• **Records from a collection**
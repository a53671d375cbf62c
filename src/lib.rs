pub mod api;
pub mod core;
pub mod generators;
pub mod models;
pub mod templates;

// Re-export commonly used types
pub use crate::core::{AppConfig, DocumentError, DocumentResult};
pub use models::{
    DocumentAggregate, DocumentKind, DocumentOptions, DocumentPreview, DocumentRequest,
    LineItem, OutputFormat,
};

pub use generators::{DocumentRenderer, DocxRenderer, PdfRenderer, Renderers};
pub use templates::{DocumentView, TemplateEngine, Theme};
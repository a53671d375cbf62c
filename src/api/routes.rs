use actix_web::{web, HttpResponse};
use prometheus::{Encoder, TextEncoder};

use super::error::{ApiError, ApiResult};
use super::handlers;
use super::metrics::REJECTED_TOTAL;

pub fn configure_routes(cfg: &mut web::ServiceConfig) {
    cfg
        // Health checks
        .route("/health", web::get().to(health_check))
        .route("/metrics", web::get().to(metrics_endpoint))

        .service(
            web::scope("/api")
                .route("/themes", web::get().to(handlers::list_themes))

                // Devis
                .route("/quotes", web::post().to(handlers::generate_quote))
                .route("/quotes/preview", web::post().to(handlers::preview_quote))
                .route("/devis", web::post().to(handlers::generate_quote))
                .route("/devis/preview", web::post().to(handlers::preview_quote))

                // Facturas
                .route("/invoices", web::post().to(handlers::generate_invoice))
                .route("/invoices/preview", web::post().to(handlers::preview_invoice))
                .route("/factures", web::post().to(handlers::generate_invoice))
                .route("/factures/preview", web::post().to(handlers::preview_invoice)),
        );
}

/// Límite de tamaño y errores de JSON como 400 con el formato común
pub fn json_config(limit: usize) -> web::JsonConfig {
    web::JsonConfig::default()
        .limit(limit)
        .error_handler(|err, _req| {
            REJECTED_TOTAL.with_label_values(&["invalid_json"]).inc();
            ApiError::bad_request(format!("invalid request body: {}", err)).into()
        })
}

async fn health_check() -> HttpResponse {
    HttpResponse::Ok().json(serde_json::json!({
        "status": "healthy",
        "service": env!("CARGO_PKG_NAME"),
        "version": env!("CARGO_PKG_VERSION")
    }))
}

async fn metrics_endpoint() -> ApiResult<HttpResponse> {
    let encoder = TextEncoder::new();
    let metric_families = prometheus::gather();
    let mut buffer = vec![];

    encoder
        .encode(&metric_families, &mut buffer)
        .map_err(|e| ApiError::internal_server_error(format!("metrics encoding failed: {}", e)))?;

    Ok(HttpResponse::Ok()
        .content_type("text/plain; version=0.0.4")
        .body(buffer))
}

• **Activity**
Every line of the records above where the string "buffer" is found should be copied.

• **Answer box**
    let mut buffer = vec![];
        .encode(&metric_families, &mut buffer)
        .body(buffer))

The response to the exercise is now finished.